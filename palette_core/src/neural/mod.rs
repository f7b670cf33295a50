//! Training-side pieces: the palette loss and evaluation metrics.
//!
//! The regressor itself lives behind [`crate::training::PaletteTrainer`];
//! this module only defines what it is optimized against and how its
//! predictions are scored.

pub mod loss;
pub mod metrics;

pub use loss::{
    is_extreme, DiversityLoss, DiversityLossConfig, LossBreakdown, PaletteLoss,
    CONTRAST_SHARPNESS, EXTREME_TOLERANCE, EXTREME_WEIGHT,
};
pub use metrics::{evaluate, PaletteMetrics, EXTREME_HIT_THRESHOLD};
//! Pipeline configuration via TOML files.
//!
//! Every key is optional. Missing sections fall back to the enhanced
//! pipeline: 40 samples per emotion, seed 42, five augmented variants per
//! example and the variant's loss weights.
//!
//! ```toml
//! [generation]
//! variant = "enhanced"
//! samples_per_emotion = 40
//! seed = 42
//! emotions = ["happy", "sad"]   # optional subset
//!
//! [augmentation]
//! factor = 5
//! descriptor_sigma = 0.1
//! physical_sigma = 0.05
//! color_sigma = 0.03
//!
//! [loss]                        # each key overrides the variant default
//! diversity_sharpness = 2.0
//! diversity_weight = 0.15
//! contrast_weight = 0.1
//! ```

use std::fs;
use std::path::Path;

use serde::{Deserialize, Serialize};
use thiserror::Error;

use crate::data::AugmentationConfig;
use crate::emotion::Emotion;
use crate::neural::loss::{DiversityLoss, DiversityLossConfig};
use crate::variant::Variant;

#[derive(Debug, Error)]
pub enum ConfigError {
    #[error("IO error: {0}")]
    Io(#[from] std::io::Error),
    #[error("Parse error: {0}")]
    Parse(String),
}

/// Full pipeline configuration.
///
/// # Examples
///
/// ```
/// use face_palette_core::PipelineConfig;
///
/// let config = PipelineConfig::from_str("[generation]\nvariant = \"basic\"").unwrap();
/// assert_eq!(config.generation.samples_per_emotion, 40);
/// assert_eq!(config.loss.contrast_weight, 0.0);
/// ```
#[derive(Debug, Clone, PartialEq, Serialize)]
pub struct PipelineConfig {
    pub generation: GenerationConfig,
    pub augmentation: AugmentationConfig,
    pub loss: DiversityLossConfig,
}

/// What to generate before augmentation.
#[derive(Debug, Clone, PartialEq, Serialize)]
pub struct GenerationConfig {
    pub variant: Variant,
    pub samples_per_emotion: usize,
    /// Seed of the single RNG driving generation and augmentation
    pub seed: u64,
    /// Restrict generation to these emotions; `None` uses the whole mapping
    pub emotions: Option<Vec<Emotion>>,
}

impl PipelineConfig {
    pub fn load_from_file<P: AsRef<Path>>(path: P) -> Result<Self, ConfigError> {
        let contents = fs::read_to_string(path)?;
        Self::from_str(&contents)
    }

    pub fn from_str(toml_str: &str) -> Result<Self, ConfigError> {
        let raw: RawPipelineConfig =
            toml::from_str(toml_str).map_err(|err| ConfigError::Parse(err.to_string()))?;

        let generation = GenerationConfig::try_from(&raw.generation)?;
        let augmentation = augmentation_from(&raw.augmentation)?;
        let loss = loss_from(&raw.loss, generation.variant)?;

        Ok(Self {
            generation,
            augmentation,
            loss,
        })
    }

    pub fn diversity_loss(&self) -> DiversityLoss {
        DiversityLoss::new(self.loss)
    }
}

impl Default for PipelineConfig {
    fn default() -> Self {
        let variant = Variant::default();
        Self {
            generation: GenerationConfig {
                variant,
                samples_per_emotion: default_samples_per_emotion(),
                seed: default_seed(),
                emotions: None,
            },
            augmentation: AugmentationConfig::default(),
            loss: variant.loss_config(),
        }
    }
}

impl GenerationConfig {
    fn try_from(raw: &RawGeneration) -> Result<Self, ConfigError> {
        if raw.samples_per_emotion == 0 {
            return Err(ConfigError::Parse(
                "generation.samples_per_emotion must be ≥ 1".into(),
            ));
        }
        if let Some(emotions) = &raw.emotions {
            if emotions.is_empty() {
                return Err(ConfigError::Parse(
                    "generation.emotions must name at least one emotion".into(),
                ));
            }
        }

        Ok(Self {
            variant: raw.variant,
            samples_per_emotion: raw.samples_per_emotion,
            seed: raw.seed,
            emotions: raw.emotions.clone(),
        })
    }
}

fn augmentation_from(raw: &RawAugmentation) -> Result<AugmentationConfig, ConfigError> {
    for (name, sigma) in [
        ("descriptor_sigma", raw.descriptor_sigma),
        ("physical_sigma", raw.physical_sigma),
        ("color_sigma", raw.color_sigma),
    ] {
        if !sigma.is_finite() || sigma < 0.0 {
            return Err(ConfigError::Parse(format!(
                "augmentation.{name} must be ≥ 0"
            )));
        }
    }

    Ok(AugmentationConfig {
        factor: raw.factor,
        descriptor_sigma: raw.descriptor_sigma,
        physical_sigma: raw.physical_sigma,
        color_sigma: raw.color_sigma,
    })
}

fn loss_from(raw: &RawLoss, variant: Variant) -> Result<DiversityLossConfig, ConfigError> {
    let defaults = variant.loss_config();
    let config = DiversityLossConfig {
        diversity_sharpness: raw
            .diversity_sharpness
            .unwrap_or(defaults.diversity_sharpness),
        diversity_weight: raw.diversity_weight.unwrap_or(defaults.diversity_weight),
        contrast_weight: raw.contrast_weight.unwrap_or(defaults.contrast_weight),
    };

    for (name, value) in [
        ("diversity_sharpness", config.diversity_sharpness),
        ("diversity_weight", config.diversity_weight),
        ("contrast_weight", config.contrast_weight),
    ] {
        if !value.is_finite() || value < 0.0 {
            return Err(ConfigError::Parse(format!("loss.{name} must be ≥ 0")));
        }
    }
    Ok(config)
}

#[derive(Debug, Default, Deserialize)]
struct RawPipelineConfig {
    #[serde(default)]
    generation: RawGeneration,
    #[serde(default)]
    augmentation: RawAugmentation,
    #[serde(default)]
    loss: RawLoss,
}

#[derive(Debug, Deserialize)]
struct RawGeneration {
    #[serde(default)]
    variant: Variant,
    #[serde(default = "default_samples_per_emotion")]
    samples_per_emotion: usize,
    #[serde(default = "default_seed")]
    seed: u64,
    #[serde(default)]
    emotions: Option<Vec<Emotion>>,
}

impl Default for RawGeneration {
    fn default() -> Self {
        Self {
            variant: Variant::default(),
            samples_per_emotion: default_samples_per_emotion(),
            seed: default_seed(),
            emotions: None,
        }
    }
}

#[derive(Debug, Deserialize)]
struct RawAugmentation {
    #[serde(default = "default_factor")]
    factor: usize,
    #[serde(default = "default_descriptor_sigma")]
    descriptor_sigma: f32,
    #[serde(default = "default_physical_sigma")]
    physical_sigma: f32,
    #[serde(default = "default_color_sigma")]
    color_sigma: f32,
}

impl Default for RawAugmentation {
    fn default() -> Self {
        Self {
            factor: default_factor(),
            descriptor_sigma: default_descriptor_sigma(),
            physical_sigma: default_physical_sigma(),
            color_sigma: default_color_sigma(),
        }
    }
}

#[derive(Debug, Default, Deserialize)]
struct RawLoss {
    diversity_sharpness: Option<f32>,
    diversity_weight: Option<f32>,
    contrast_weight: Option<f32>,
}

fn default_samples_per_emotion() -> usize {
    40
}

fn default_seed() -> u64 {
    42
}

fn default_factor() -> usize {
    AugmentationConfig::default().factor
}

fn default_descriptor_sigma() -> f32 {
    AugmentationConfig::default().descriptor_sigma
}

fn default_physical_sigma() -> f32 {
    AugmentationConfig::default().physical_sigma
}

fn default_color_sigma() -> f32 {
    AugmentationConfig::default().color_sigma
}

******

Your objective: Search the listing above for the string "format". Copy every line that contains it.

Result of this exercise:
            return Err(ConfigError::Parse(format!(
            return Err(ConfigError::Parse(format!("loss.{name} must be ≥ 0")));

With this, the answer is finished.